(God) Must Love Dogs


Originally published at Deeper Story

In Mark’s gospel, Jesus commands his disciples to “go preach the good news to every creature”, so Saint Francis of Assisi did precisely that.


Saint Francis did not believe the good news was exclusively meant for homosapiens, he was not a speciest in any way. In his view, the whole world incarnated the kingdom of God: from people to pythons to pretty little ladybugs, God was alive in everything. Everything gave glory to God.


Stories of his life tell of him standing beneath a canopy of forest filled with all kinds of birds who were rapt in attention as Francis preached about God’s love for them. Historical accounts say he called the sun “brother” and the moon “sister.” Legend has it a small town was being stalked by a vicious wolf, so Francis ventured into the wilderness to find him, where he converted him to Christianity, and brought him back to the town for reconciliation with the people, leading to the wolf becoming the town guard.


Like Francis, I adore the animals. Especially the dogs. Maybe only the dogs.


I guess it’s genetic. My grandpa adores dogs so much that every day, before he leaves the house, he packs his pocket full of dog treats to give to any pooch he might come across. My grandma has a tiny lap dog that she refuses travel anywhere without, and sometimes makes sundaes for. My dad grew up with Saint Bernards, a whole bunch of them. My mom, heroically, rescued a stray kitten once from the side of the road in a rainstorm at night. But that was how we discovered our severe allergy to cats.


I sadly remember the day my dog died. A beautiful blonde lab, he was strong and boxy and I named him Buddy. He liked to rest his head on my lap, and never left my side, that is, except for the times he ran away, leaving me feeling ditched and sad, only to then appear at the front door that night, smiling and wagging a mud soaked tail in the air. And I really loved him. But one day he ran into the road and was struck by a car.


When I got home from school that day, my mom told me, and I cried, hyperventilating into a couch pillow as my older rubbed my back. I lay in bed for several hours. Then I got up, drove around town, not answering my phone, smoking an entire pack of cigarettes, unable to see the road for the water in my eyes.


In my grief, I ordered online a memorial stone. On the stone was engraved a verse of scripture, which I found the night before as I searched the web for answers about nonhuman salvation. I came upon on a site that pointed me to several passages of scripture that indicated they were saved, just like us.

 “But ask the animals, and they will teach you,
    or the birds in the sky, and they will tell you;
or speak to the earth, and it will teach you,
    or let the fish in the sea inform you.
Which of all these does not know
    that the hand of the Lord has done this?
In his hand is the life of every creature
    and the breath of all mankind.”

Job 12:7-10 NIV

My parents’ Labrador, Lexi, has been moving through her Final Act for some time. She’s old, thirteen-years exactly. And her once honey kissed face has paled to a bone white. When she stands, it takes effort, her legs wobble under her weight, but she still wags her tail and tries to jump to please you, to let you know that she’s so happy you’ve stopped by. And so I try to soothe her back down to rest. I try to let her know it’s my job to make her happy now.

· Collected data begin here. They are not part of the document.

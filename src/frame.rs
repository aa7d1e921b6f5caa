//! Frame model.
//!
//! - `Frame`: immutable snapshot produced by a `StreamSource`. Pixels are private and
//!   only exposed as a borrowed slice.
//! - `PixelLayout`: the color-layout tag carried into published messages.
//! - `Stamp`: wall-clock capture time with nanosecond resolution.

use anyhow::{anyhow, Result};
use std::time::{Duration, SystemTime, UNIX_EPOCH};

/// Layout every frame handed to the loop is normalized to.
pub const PUBLISHED_LAYOUT: PixelLayout = PixelLayout::Bgr8;

// ----------------------------------------------------------------------------
// PixelLayout
// ----------------------------------------------------------------------------

/// Channel order and bit depth of an interleaved pixel buffer.
#[derive(Clone, Copy, Debug, PartialEq, Eq)]
pub enum PixelLayout {
    Bgr8,
    Rgb8,
    Mono8,
}

impl PixelLayout {
    /// Encoding tag as it appears on the wire (`"bgr8"`, `"rgb8"`, `"mono8"`).
    pub fn tag(&self) -> &'static str {
        match self {
            PixelLayout::Bgr8 => "bgr8",
            PixelLayout::Rgb8 => "rgb8",
            PixelLayout::Mono8 => "mono8",
        }
    }

    pub fn channels(&self) -> u32 {
        match self {
            PixelLayout::Bgr8 | PixelLayout::Rgb8 => 3,
            PixelLayout::Mono8 => 1,
        }
    }

    pub fn from_tag(tag: &str) -> Option<Self> {
        match tag {
            "bgr8" => Some(PixelLayout::Bgr8),
            "rgb8" => Some(PixelLayout::Rgb8),
            "mono8" => Some(PixelLayout::Mono8),
            _ => None,
        }
    }

    /// Byte length of a tightly packed buffer with this layout.
    pub fn buffer_len(&self, width: u32, height: u32) -> Result<usize> {
        width
            .checked_mul(height)
            .and_then(|v| v.checked_mul(self.channels()))
            .map(|v| v as usize)
            .ok_or_else(|| anyhow!("{} frame dimensions overflow", self.tag()))
    }
}

impl std::fmt::Display for PixelLayout {
    fn fmt(&self, f: &mut std::fmt::Formatter<'_>) -> std::fmt::Result {
        f.write_str(self.tag())
    }
}

// ----------------------------------------------------------------------------
// Stamp
// ----------------------------------------------------------------------------

/// Capture timestamp (seconds + nanoseconds since the Unix epoch).
#[derive(Clone, Copy, Debug, Default, PartialEq, Eq, PartialOrd, Ord, Hash)]
pub struct Stamp {
    pub secs: u64,
    pub nanos: u32,
}

impl Stamp {
    pub fn new(secs: u64, nanos: u32) -> Self {
        let secs = secs + (nanos / 1_000_000_000) as u64;
        Self {
            secs,
            nanos: nanos % 1_000_000_000,
        }
    }

    pub fn now() -> Result<Self> {
        let since_epoch = SystemTime::now()
            .duration_since(UNIX_EPOCH)
            .map_err(|_| anyhow!("system clock is before the Unix epoch"))?;
        Ok(Self::from(since_epoch))
    }

    pub fn as_duration(&self) -> Duration {
        Duration::new(self.secs, self.nanos)
    }

    pub fn as_secs_f64(&self) -> f64 {
        self.as_duration().as_secs_f64()
    }
}

impl From<Duration> for Stamp {
    fn from(d: Duration) -> Self {
        Self {
            secs: d.as_secs(),
            nanos: d.subsec_nanos(),
        }
    }
}

impl std::fmt::Display for Stamp {
    fn fmt(&self, f: &mut std::fmt::Formatter<'_>) -> std::fmt::Result {
        write!(f, "{}.{:09}", self.secs, self.nanos)
    }
}

// ----------------------------------------------------------------------------
// Frame
// ----------------------------------------------------------------------------

/// One decoded image snapshot.
///
/// No `Clone` and no mutating accessors: a frame is read by the publisher and
/// the display sink, then dropped.
#[derive(Debug)]
pub struct Frame {
    data: Vec<u8>,
    width: u32,
    height: u32,
    layout: PixelLayout,
    stamp: Stamp,
    seq: u64,
}

impl Frame {
    /// Build a frame, rejecting buffers whose length does not match the dimensions.
    pub fn new(
        data: Vec<u8>,
        width: u32,
        height: u32,
        layout: PixelLayout,
        stamp: Stamp,
        seq: u64,
    ) -> Result<Self> {
        if width == 0 || height == 0 {
            return Err(anyhow!("frame has zero dimension ({}x{})", width, height));
        }
        let expected = layout.buffer_len(width, height)?;
        if data.len() != expected {
            return Err(anyhow!(
                "{} frame length mismatch: expected {}, got {}",
                layout,
                expected,
                data.len()
            ));
        }
        Ok(Self {
            data,
            width,
            height,
            layout,
            stamp,
            seq,
        })
    }

    pub fn pixels(&self) -> &[u8] {
        &self.data
    }

    pub fn width(&self) -> u32 {
        self.width
    }

    pub fn height(&self) -> u32 {
        self.height
    }

    pub fn layout(&self) -> PixelLayout {
        self.layout
    }

    pub fn stamp(&self) -> Stamp {
        self.stamp
    }

    /// 1-based position of this frame within its session.
    pub fn seq(&self) -> u64 {
        self.seq
    }

    /// Bytes per row.
    pub fn step(&self) -> u32 {
        self.width * self.layout.channels()
    }
}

She’s been a good dog, excitable as a child, loyal as the moon is to the stars. She’s had three litters of puppies, given nearly thirty families small companions of their own and now it is almost time for us to give her back. Which is, of course, tragic.

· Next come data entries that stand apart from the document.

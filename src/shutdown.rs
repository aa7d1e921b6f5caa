//! Cooperative cancellation for the acquisition loop.

use anyhow::{Context, Result};
use std::sync::atomic::{AtomicBool, AtomicUsize, Ordering};
use std::sync::Arc;

/// Exit status used when a second signal arrives while shutdown is in progress.
pub const FORCED_EXIT_CODE: i32 = 130;

/// Process-wide "please stop" flag. Clones share the flag.
#[derive(Clone, Debug, Default)]
pub struct ShutdownSignal {
    flag: Arc<AtomicBool>,
}

impl ShutdownSignal {
    pub fn new() -> Self {
        Self::default()
    }

    pub fn trigger(&self) {
        self.flag.store(true, Ordering::SeqCst);
    }

    pub fn is_triggered(&self) -> bool {
        self.flag.load(Ordering::SeqCst)
    }
}

/// Route SIGINT/SIGTERM into `signal`.
///
/// The first signal only sets the flag; the loop sees it before its next read.
/// A read blocked on a silent camera never returns, so a second signal exits
/// the process immediately.
pub fn install_signal_handler(signal: &ShutdownSignal) -> Result<()> {
    let signal = signal.clone();
    let received = AtomicUsize::new(0);
    ctrlc::set_handler(move || {
        if received.fetch_add(1, Ordering::SeqCst) == 0 {
            log::warn!("shutdown signal received, stopping after the current frame");
            signal.trigger();
        } else {
            log::error!("second shutdown signal, exiting without cleanup");
            std::process::exit(FORCED_EXIT_CODE);
        }
    })
    .context("install SIGINT/SIGTERM handler")
}

/// Why the loop stopped.
#[derive(Clone, Copy, Debug, PartialEq, Eq)]
pub enum StopReason {
    ExternalShutdown,
    UserAbort,
    SourceExhausted,
}

impl std::fmt::Display for StopReason {
    fn fmt(&self, f: &mut std::fmt::Formatter<'_>) -> std::fmt::Result {
        match self {
            StopReason::ExternalShutdown => write!(f, "shutdown signal"),
            StopReason::UserAbort => write!(f, "user abort"),
            StopReason::SourceExhausted => write!(f, "stream ended"),
        }
    }
}

/// The three reasons to stop, checked once per iteration.
#[derive(Debug)]
pub struct CancellationState {
    external_shutdown: ShutdownSignal,
    user_abort: bool,
    source_exhausted: bool,
}

impl CancellationState {
    pub fn new(external_shutdown: ShutdownSignal) -> Self {
        Self {
            external_shutdown,
            user_abort: false,
            source_exhausted: false,
        }
    }

    pub fn should_continue(&self) -> bool {
        self.stop_reason().is_none()
    }

    /// External shutdown wins over user abort, which wins over exhaustion.
    pub fn stop_reason(&self) -> Option<StopReason> {
        if self.external_shutdown.is_triggered() {
            Some(StopReason::ExternalShutdown)
        } else if self.user_abort {
            Some(StopReason::UserAbort)
        } else if self.source_exhausted {
            Some(StopReason::SourceExhausted)
        } else {
            None
        }
    }

    pub fn mark_user_abort(&mut self) {
        self.user_abort = true;
    }

    pub fn mark_source_exhausted(&mut self) {
        self.source_exhausted = true;
    }
}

At midnight the other night, over at my parents’ place, I went into the washroom where she was curled up on her cushion and sat back on my knees in front of her. I cradled her head in my hands while she cooed and squeezed her eyes in sapid contentment, and started saying all I could think to say. You’ve been a good girl. Such a good girl. 


And it feels so foolish, right? A bit wrong? The world is burning. Children are starving. Ebola is spreading. Racism is announcing to us, the most uninformed, that it never actually left. And the darkness feels a bit stronger these days, extracting real, material costs of of human life and dignity and protection. And Goodness! It’s just a dog! Just an animal. 


But what if she’s more than less? What if she is a glimpse of the Real Thing? I think about this a lot as I sit with her. I think about her friendship. Because when I look at her, I am reminded of a love that is always there, so full of joy, anxiously waiting with nose to the glass for the first sight of headlights on the driveway.


I think Martin Luther got it right when he said:

“The dog is the most faithful of animals and would be much esteemed were it not so common. Our Lord God has made His greatest gifts the commonest.”